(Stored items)
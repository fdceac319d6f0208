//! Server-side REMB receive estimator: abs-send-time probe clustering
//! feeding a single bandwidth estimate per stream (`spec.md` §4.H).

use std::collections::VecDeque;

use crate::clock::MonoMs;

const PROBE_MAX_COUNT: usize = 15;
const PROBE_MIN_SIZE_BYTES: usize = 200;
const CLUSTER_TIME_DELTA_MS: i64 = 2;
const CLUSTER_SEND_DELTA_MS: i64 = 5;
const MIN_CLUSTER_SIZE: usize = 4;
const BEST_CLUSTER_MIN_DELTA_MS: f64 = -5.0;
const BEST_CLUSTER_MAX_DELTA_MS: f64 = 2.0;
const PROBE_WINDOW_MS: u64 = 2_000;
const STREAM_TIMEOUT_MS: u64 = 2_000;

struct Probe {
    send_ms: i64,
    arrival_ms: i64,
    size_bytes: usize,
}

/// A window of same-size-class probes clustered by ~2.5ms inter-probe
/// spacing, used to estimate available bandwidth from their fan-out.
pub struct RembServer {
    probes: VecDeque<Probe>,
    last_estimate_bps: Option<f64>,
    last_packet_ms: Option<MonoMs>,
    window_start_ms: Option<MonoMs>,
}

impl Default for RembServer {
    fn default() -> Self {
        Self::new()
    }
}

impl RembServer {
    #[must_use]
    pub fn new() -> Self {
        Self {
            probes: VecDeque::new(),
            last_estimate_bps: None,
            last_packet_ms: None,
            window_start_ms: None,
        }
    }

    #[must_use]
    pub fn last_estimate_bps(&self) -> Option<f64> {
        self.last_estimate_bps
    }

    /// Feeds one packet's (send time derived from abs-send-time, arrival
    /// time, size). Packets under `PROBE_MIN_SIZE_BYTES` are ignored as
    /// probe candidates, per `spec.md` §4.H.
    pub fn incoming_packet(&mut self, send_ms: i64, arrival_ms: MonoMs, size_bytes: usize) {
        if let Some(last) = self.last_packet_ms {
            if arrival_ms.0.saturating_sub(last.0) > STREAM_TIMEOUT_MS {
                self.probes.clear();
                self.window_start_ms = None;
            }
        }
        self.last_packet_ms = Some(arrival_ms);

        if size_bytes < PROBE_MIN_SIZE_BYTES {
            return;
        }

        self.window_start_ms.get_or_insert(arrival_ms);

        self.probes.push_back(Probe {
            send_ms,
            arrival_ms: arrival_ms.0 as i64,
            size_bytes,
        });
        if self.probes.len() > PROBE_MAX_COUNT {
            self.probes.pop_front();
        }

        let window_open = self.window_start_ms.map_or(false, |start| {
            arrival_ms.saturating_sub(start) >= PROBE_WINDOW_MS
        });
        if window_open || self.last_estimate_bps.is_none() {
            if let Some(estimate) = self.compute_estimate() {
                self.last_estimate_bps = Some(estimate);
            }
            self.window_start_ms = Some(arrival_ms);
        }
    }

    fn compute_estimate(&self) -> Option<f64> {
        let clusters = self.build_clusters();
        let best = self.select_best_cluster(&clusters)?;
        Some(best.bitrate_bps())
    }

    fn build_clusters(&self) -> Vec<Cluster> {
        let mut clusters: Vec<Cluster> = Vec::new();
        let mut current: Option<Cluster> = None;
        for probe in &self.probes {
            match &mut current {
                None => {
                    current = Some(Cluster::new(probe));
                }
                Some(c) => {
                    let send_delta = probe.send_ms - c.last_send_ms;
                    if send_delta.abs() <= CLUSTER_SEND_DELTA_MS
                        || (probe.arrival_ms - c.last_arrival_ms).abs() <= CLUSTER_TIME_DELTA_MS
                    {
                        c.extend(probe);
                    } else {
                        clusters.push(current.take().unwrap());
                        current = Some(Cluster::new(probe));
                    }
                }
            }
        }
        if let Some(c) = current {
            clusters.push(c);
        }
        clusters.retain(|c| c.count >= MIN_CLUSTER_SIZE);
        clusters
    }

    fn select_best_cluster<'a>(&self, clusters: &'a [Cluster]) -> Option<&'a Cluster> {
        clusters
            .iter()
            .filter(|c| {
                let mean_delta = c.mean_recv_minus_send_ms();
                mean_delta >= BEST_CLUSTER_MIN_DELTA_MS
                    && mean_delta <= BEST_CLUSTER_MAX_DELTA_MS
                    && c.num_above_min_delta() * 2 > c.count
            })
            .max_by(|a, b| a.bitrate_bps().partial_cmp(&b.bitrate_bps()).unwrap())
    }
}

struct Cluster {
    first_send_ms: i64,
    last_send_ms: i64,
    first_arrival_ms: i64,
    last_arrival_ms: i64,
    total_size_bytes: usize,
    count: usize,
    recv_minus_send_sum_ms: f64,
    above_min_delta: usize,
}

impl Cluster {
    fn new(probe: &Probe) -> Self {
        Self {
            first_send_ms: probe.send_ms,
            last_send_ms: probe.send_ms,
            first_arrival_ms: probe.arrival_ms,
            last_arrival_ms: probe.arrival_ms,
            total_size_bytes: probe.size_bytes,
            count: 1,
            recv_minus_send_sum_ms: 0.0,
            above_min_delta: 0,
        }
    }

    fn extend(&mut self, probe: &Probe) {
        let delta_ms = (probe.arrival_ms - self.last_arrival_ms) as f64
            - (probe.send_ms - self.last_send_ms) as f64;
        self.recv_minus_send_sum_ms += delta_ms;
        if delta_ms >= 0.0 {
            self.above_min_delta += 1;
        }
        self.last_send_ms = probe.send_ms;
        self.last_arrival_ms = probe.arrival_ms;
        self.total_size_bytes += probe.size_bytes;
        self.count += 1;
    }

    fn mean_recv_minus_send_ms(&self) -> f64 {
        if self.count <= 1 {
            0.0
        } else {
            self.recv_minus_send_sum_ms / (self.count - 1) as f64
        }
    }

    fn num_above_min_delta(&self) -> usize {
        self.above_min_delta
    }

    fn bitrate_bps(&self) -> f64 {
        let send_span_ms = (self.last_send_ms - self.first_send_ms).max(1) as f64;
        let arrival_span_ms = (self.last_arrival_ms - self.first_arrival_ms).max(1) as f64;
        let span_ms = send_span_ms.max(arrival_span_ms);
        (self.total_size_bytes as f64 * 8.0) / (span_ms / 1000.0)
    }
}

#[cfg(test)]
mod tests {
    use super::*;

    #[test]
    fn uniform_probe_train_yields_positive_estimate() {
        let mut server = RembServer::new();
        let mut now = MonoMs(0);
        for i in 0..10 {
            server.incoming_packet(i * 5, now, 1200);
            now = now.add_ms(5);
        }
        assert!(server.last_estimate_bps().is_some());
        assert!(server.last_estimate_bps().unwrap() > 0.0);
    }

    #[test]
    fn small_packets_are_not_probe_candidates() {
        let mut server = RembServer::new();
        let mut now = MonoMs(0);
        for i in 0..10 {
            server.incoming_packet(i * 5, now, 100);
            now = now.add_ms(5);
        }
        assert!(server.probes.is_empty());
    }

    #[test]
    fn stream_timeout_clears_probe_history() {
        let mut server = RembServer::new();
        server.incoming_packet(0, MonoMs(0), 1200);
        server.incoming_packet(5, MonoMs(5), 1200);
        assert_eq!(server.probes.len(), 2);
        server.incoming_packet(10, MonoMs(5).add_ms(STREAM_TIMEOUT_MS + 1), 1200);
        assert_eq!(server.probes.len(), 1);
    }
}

(Instructions to follow)
Check each line of the entries above, and show every one holding the word "from".

(Answer section)
/// spacing, used to estimate available bandwidth from their fan-out.
    /// Feeds one packet's (send time derived from abs-send-time, arrival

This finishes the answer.